Defne dök komutunu alınca, kasenin içindeki soğan parçalarını, dedesinin karıştırdığı tencereye boşalttı.

"Ben karıştırabilir miyim?" Deyince Mehmet Bey gülerek, tahta kaşığı torununa teslim etti.

Alaz ise o sırada, elinde dondurma kabı ile yemek masasına oturup önüne bir kase ile kaşık çekti.

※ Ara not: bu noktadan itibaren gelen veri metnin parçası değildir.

//! Callback Trampoline
//!
//! Native code calls host functions through libffi closures. Every closure
//! jumps into one generic trampoline that decodes the native arguments, runs
//! the host function on the host thread and encodes its result.
//!
//! The host thread is whichever thread owns the `HostLoop`. An entry on that
//! thread runs in place. An entry from any other thread is posted to the
//! loop's mailbox and the native thread blocks until the host thread has run
//! it (see `HostLoop::turn`, `HostLoop::run_pending` and
//! `Completion::wait_on`).
//!
//! Host failures never unwind into native frames. Errors and panics are
//! queued on the loop's deferred error queue and the native caller sees a
//! zeroed result.

use std::ffi::c_void;
use std::marker::PhantomData;
use std::mem::size_of;
use std::panic::{catch_unwind, AssertUnwindSafe};
use std::ptr;
use std::sync::Arc;
use std::thread::{self, ThreadId};
use std::time::Duration;

use crossbeam_channel::{bounded, unbounded, Receiver, RecvTimeoutError, Sender};
use libffi::raw;
use parking_lot::Mutex;
use tracing::{trace, warn};

use super::cif::{Abi, CallDescriptor};
use super::dispatch::is_widened;
use super::error::{FfiError, FfiResult, PrepFailure};
use super::types::{FunctionType, TypeDescriptor, POINTER_SIZE};
use super::value::{self, KeepAlive, Value};

/// Host function bound to a callback
pub type HostFn = dyn Fn(&[Value]) -> anyhow::Result<Value> + Send + Sync;

/// A callback entry waiting to run on the host thread
pub struct Invocation {
    name: String,
    job: Box<dyn FnOnce() + Send>,
}

impl Invocation {
    /// Name of the callback being entered
    pub fn name(&self) -> &str {
        &self.name
    }
}

/// Mailbox of the thread that runs host callbacks
///
/// Not `Send`: the loop stays on the thread that created it.
pub struct HostLoop {
    handle: HostHandle,
    invocations: Receiver<Invocation>,
    errors: Receiver<FfiError>,
    _not_send: PhantomData<*const ()>,
}

impl HostLoop {
    /// Create a loop owned by the current thread
    pub fn new() -> Self {
        let (tx, invocations) = unbounded();
        let (errors_tx, errors) = unbounded();
        Self {
            handle: HostHandle {
                thread: thread::current().id(),
                tx,
                errors: errors_tx,
            },
            invocations,
            errors,
            _not_send: PhantomData,
        }
    }

    /// Sendable handle callbacks use to reach this loop
    pub fn handle(&self) -> HostHandle {
        self.handle.clone()
    }

    pub(crate) fn invocations(&self) -> &Receiver<Invocation> {
        &self.invocations
    }

    pub(crate) fn run(&self, invocation: Invocation) {
        trace!(callback = %invocation.name, "running posted callback");
        (invocation.job)();
    }

    /// Run every callback already posted. Returns how many ran.
    pub fn run_pending(&self) -> usize {
        let mut count = 0;
        while let Ok(invocation) = self.invocations.try_recv() {
            self.run(invocation);
            count += 1;
        }
        count
    }

    /// Wait up to `timeout` for one posted callback and run it
    pub fn turn(&self, timeout: Duration) -> bool {
        match self.invocations.recv_timeout(timeout) {
            Ok(invocation) => {
                self.run(invocation);
                true
            }
            Err(RecvTimeoutError::Timeout) | Err(RecvTimeoutError::Disconnected) => false,
        }
    }

    /// Drain the deferred error queue
    pub fn take_errors(&self) -> Vec<FfiError> {
        self.errors.try_iter().collect()
    }
}

impl Default for HostLoop {
    fn default() -> Self {
        Self::new()
    }
}

/// Cloneable, sendable reference to a `HostLoop`
#[derive(Clone)]
pub struct HostHandle {
    thread: ThreadId,
    tx: Sender<Invocation>,
    errors: Sender<FfiError>,
}

impl HostHandle {
    /// Whether the current thread owns the loop
    pub fn is_host_thread(&self) -> bool {
        thread::current().id() == self.thread
    }

    fn defer(&self, err: FfiError) {
        warn!(error = %err, "callback failed, result zeroed");
        if self.errors.send(err).is_err() {
            warn!("host loop is gone, dropping callback error");
        }
    }
}

struct CallbackCore {
    name: String,
    cif: Arc<CallDescriptor>,
    host_fn: Box<HostFn>,
    host: HostHandle,
    /// Strings or buffers referenced by the most recent returned pointer
    last_return: Mutex<KeepAlive>,
}

impl CallbackCore {
    fn run_host_fn(&self, args: &[Value]) -> FfiResult<Value> {
        match catch_unwind(AssertUnwindSafe(|| (self.host_fn)(args))) {
            Ok(Ok(value)) => Ok(value),
            Ok(Err(err)) => Err(FfiError::Callback(format!("{}: {:#}", self.name, err))),
            Err(panic) => {
                let msg = panic
                    .downcast_ref::<&str>()
                    .map(|s| s.to_string())
                    .or_else(|| panic.downcast_ref::<String>().cloned())
                    .unwrap_or_else(|| "panic".to_string());
                Err(FfiError::Callback(format!("{} panicked: {}", self.name, msg)))
            }
        }
    }

    /// Run the host function on the host thread, wherever we were entered
    fn enter(self: &Arc<Self>, args: Vec<Value>) -> FfiResult<Value> {
        if self.host.is_host_thread() {
            return self.run_host_fn(&args);
        }

        let (reply_tx, reply_rx) = bounded(1);
        let core = Arc::clone(self);
        let invocation = Invocation {
            name: self.name.clone(),
            job: Box::new(move || {
                let _ = reply_tx.send(core.run_host_fn(&args));
            }),
        };
        self.host
            .tx
            .send(invocation)
            .map_err(|_| FfiError::Callback(format!("{}: host loop is gone", self.name)))?;
        reply_rx.recv().unwrap_or_else(|_| {
            Err(FfiError::Callback(format!(
                "{}: host loop dropped the call",
                self.name
            )))
        })
    }
}

/// Bytes the trampoline may write into libffi's result buffer
fn result_size(ty: &TypeDescriptor) -> usize {
    if ty.is_void() {
        0
    } else if is_widened(ty) {
        POINTER_SIZE
    } else {
        ty.native_size()
    }
}

unsafe fn decode_args(cif: &CallDescriptor, args: *mut *mut c_void) -> FfiResult<Vec<Value>> {
    let types = cif.arg_types();
    let mut values = Vec::with_capacity(types.len());
    for (i, ty) in types.iter().enumerate() {
        let src = *args.add(i) as *const u8;
        let bytes = std::slice::from_raw_parts(src, ty.native_size());
        values.push(value::decode(ty, bytes)?);
    }
    Ok(values)
}

/// Encode a host result into libffi's result buffer
fn encode_result(
    ty: &TypeDescriptor,
    result: &Value,
    dst: &mut [u8],
    keep: &mut KeepAlive,
) -> Result<(), String> {
    let prim = match (is_widened(ty), ty.as_primitive()) {
        (true, Some(prim)) => prim,
        _ => return value::encode(ty, result, dst, keep),
    };

    // range-check at the declared width, then widen to a full register
    let mut narrow = [0u8; 8];
    value::encode(ty, result, &mut narrow[..prim.size()], keep)?;
    let word = match value::decode(ty, &narrow[..prim.size()]).map_err(|e| e.to_string())? {
        Value::Int(v) => v as usize,
        Value::UInt(v) => v as usize,
        Value::Bool(b) => b as usize,
        other => return Err(format!("unexpected {:?} for {}", other, ty)),
    };
    dst.copy_from_slice(&word.to_ne_bytes());
    Ok(())
}

unsafe extern "C" fn trampoline(
    _cif: *mut raw::ffi_cif,
    ret: *mut c_void,
    args: *mut *mut c_void,
    userdata: *mut c_void,
) {
    let core = &*(userdata as *const CallbackCore);
    let ret_ty = core.cif.return_type();
    let size = result_size(ret_ty);
    let dst: &mut [u8] = if size == 0 || ret.is_null() {
        &mut []
    } else {
        std::slice::from_raw_parts_mut(ret as *mut u8, size)
    };

    // Arc handle borrowed from the closure's userdata without taking ownership
    Arc::increment_strong_count(userdata as *const CallbackCore);
    let core_arc = Arc::from_raw(userdata as *const CallbackCore);

    let outcome = catch_unwind(AssertUnwindSafe(|| -> FfiResult<()> {
        let values = decode_args(&core.cif, args)?;
        let result = core_arc.enter(values)?;
        if size == 0 {
            return Ok(());
        }
        let mut keep = KeepAlive::default();
        encode_result(ret_ty, &result, dst, &mut keep)
            .map_err(|reason| FfiError::Callback(format!("{}: bad result: {}", core.name, reason)))?;
        *core.last_return.lock() = keep;
        Ok(())
    }));

    let err = match outcome {
        Ok(Ok(())) => return,
        Ok(Err(err)) => err,
        Err(_) => FfiError::Callback(format!("{}: trampoline panicked", core.name)),
    };
    if size > 0 && !ret.is_null() {
        ptr::write_bytes(ret as *mut u8, 0, size);
    }
    core.host.defer(err);
}

/// A native-callable function pointer bound to a host function
///
/// The code address stays valid until the callback is dropped.
pub struct Callback {
    closure: *mut raw::ffi_closure,
    code: usize,
    userdata: *const CallbackCore,
    core: Arc<CallbackCore>,
    ty: TypeDescriptor,
}

// Safety: the closure is immutable after preparation and the core it
// dispatches into is Send + Sync.
unsafe impl Send for Callback {}
unsafe impl Sync for Callback {}

impl Callback {
    /// Create a callback with the given native signature
    pub fn new<F>(
        name: impl Into<String>,
        return_type: TypeDescriptor,
        arg_types: Vec<TypeDescriptor>,
        abi: Abi,
        host: HostHandle,
        host_fn: F,
    ) -> FfiResult<Self>
    where
        F: Fn(&[Value]) -> anyhow::Result<Value> + Send + Sync + 'static,
    {
        let func = Arc::new(FunctionType::new(return_type, arg_types, abi));
        Self::with_type(name, func, host, host_fn)
    }

    /// Create a callback for an existing function pointer type
    pub fn with_type<F>(
        name: impl Into<String>,
        func: Arc<FunctionType>,
        host: HostHandle,
        host_fn: F,
    ) -> FfiResult<Self>
    where
        F: Fn(&[Value]) -> anyhow::Result<Value> + Send + Sync + 'static,
    {
        let cif = func.call_descriptor()?;
        let ty = TypeDescriptor::function(func);
        let core = Arc::new(CallbackCore {
            name: name.into(),
            cif,
            host_fn: Box::new(host_fn),
            host,
            last_return: Mutex::new(KeepAlive::default()),
        });

        let mut code: *mut c_void = ptr::null_mut();
        let closure = unsafe {
            raw::ffi_closure_alloc(size_of::<raw::ffi_closure>(), &mut code)
        } as *mut raw::ffi_closure;
        if closure.is_null() {
            return Err(FfiError::Callback("ffi_closure_alloc failed".to_string()));
        }

        let userdata = Arc::into_raw(Arc::clone(&core));
        let status = unsafe {
            raw::ffi_prep_closure_loc(
                closure,
                core.cif.as_raw_ptr(),
                Some(trampoline),
                userdata as *mut c_void,
                code,
            )
        } as u32;
        if status != 0 {
            unsafe {
                raw::ffi_closure_free(closure as *mut c_void);
                drop(Arc::from_raw(userdata));
            }
            return Err(FfiError::AbiPreparation {
                status,
                reason: PrepFailure::from_status(status),
            });
        }

        trace!(callback = %core.name, signature = %core.cif, "closure prepared");
        Ok(Self {
            closure,
            code: code as usize,
            userdata,
            core,
            ty,
        })
    }

    pub fn name(&self) -> &str {
        &self.core.name
    }

    /// Executable address native code calls
    pub fn address(&self) -> usize {
        self.code
    }

    /// The callback as a pointer argument
    pub fn as_value(&self) -> Value {
        Value::Pointer(self.code)
    }

    pub fn descriptor(&self) -> &Arc<CallDescriptor> {
        &self.core.cif
    }

    /// Function-pointer type of this callback
    pub fn type_descriptor(&self) -> &TypeDescriptor {
        &self.ty
    }
}

impl From<&Callback> for Value {
    fn from(cb: &Callback) -> Self {
        cb.as_value()
    }
}

impl Drop for Callback {
    fn drop(&mut self) {
        unsafe {
            raw::ffi_closure_free(self.closure as *mut c_void);
            drop(Arc::from_raw(self.userdata));
        }
    }
}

Defne, her zaman yaptığı gibi çaktırmadan babasının her hareketini gözlemliyordu dikkatle.

"İştahını kaçıracaksın, biliyor musun?" Dedesi ve annesinin her yemek öncesi bir şey yemek istemesi üzerine söylediği sözdü bu.

"Bazen akışına bırakmak gerekir. Tehlikeli sularda yüzmek gibi. Her şeyin iyi olacağına güven." Deyip gülümsedi kızına. Defne bunu duyunca, tezgaha yetişmek için konulan tabureden atlayıp ufak adımlarla yemek masasına yaklaştı.

"Çikolata parçacıklı olandan mı o?" Derken duvara yaslandı. Alaz, dondurmayı ağzında gezdirerek, "Evet, güzel olan tek çeşidinden." Dedi.

Kızının dudağını yalayarak bakmasına gülüp, "Biraz yemek ister misin? Çoook güzel." Demesiyle, Defne gülümseyip dedesine döndü.

"Dedecim, sence?"

Mehmet Bey, mutfak önlüğüne ellerini silip, "Olur, ama sadece yarım kase, iştahını kaçırmak istemeyiz." Demesi ile Defne gülerek babasının yanına oturup kaseyi eline aldı.

"Kendin mi almak istiyorsun? Tammam, al bakalım." Diyerek elindeki dondurma kaşığını uzattı. "İşte şimdi büyük yaşıyoruz. Şuna bak, bu bir dağ." Kızının, dondurma kaşığını tepeleme doldurmasına gülüp, onunla zaman geçirmekten iyice keyif almaya başlamıştı.

Defne, kasesini doldurduktan sonra, kaşığını daldırdı. "Hangimiz daha büyük ısırık alacak?" Alaz, kızının rekabetçi ruhunun, annesine çektiğini görünce gülüp kendi kaşığını da daldırdı. Mehmet Bey ise oğlunun günden güne eski haline döndüğünü gördükçe gururlanıyordu.

"İşte bu büyük bir ısırık." Alaz, kızının minik ağzına zorla sığdırdığı dondurmaya bakarken gözlerini büyütüp, "Tahmin et noldu?" Derken Defne'de aynı ifadeyle beraber ellerini kafasına koydu.

"Beynimiz dondu!" Diyerek gülmeye başladı küçük kız. Ardından ayaklanarak, "Bir dakika bekle." Dedikten sonra yan odaya girip gözden kayboldu.

Alaz, babasının bakışına baktıktan sonra, "Ne?" Dedi.

"Tüm iştahını kaçıracaksın."

"Baba, yüzünü görmedin mi? Ne kadar eğlendi."

"Bu kadar bamyayı kim yiyecek?" Derken tencereyi işaret etmesi ile baba oğul gülmeye başladılar.

Defne, elinde gitarla beraber tekrar eski yerine döndü.

"Bu senin mi? Bunu bir süre önce dedemin dolabında bulmuştum." Diyerek gitarı babasına uzattı.

"Vaov... bunu uzun zamandır görmemiştim." Diyerek eski gitarını incelemeye başladı. Arka tarafına daha önce kazıdığı yazı gözüne çarptı.

Alaz ve İrem, sonsuza kadar...

Yazının üzerinde elini gezdirip, kendisine merakla bakan kızına döndü.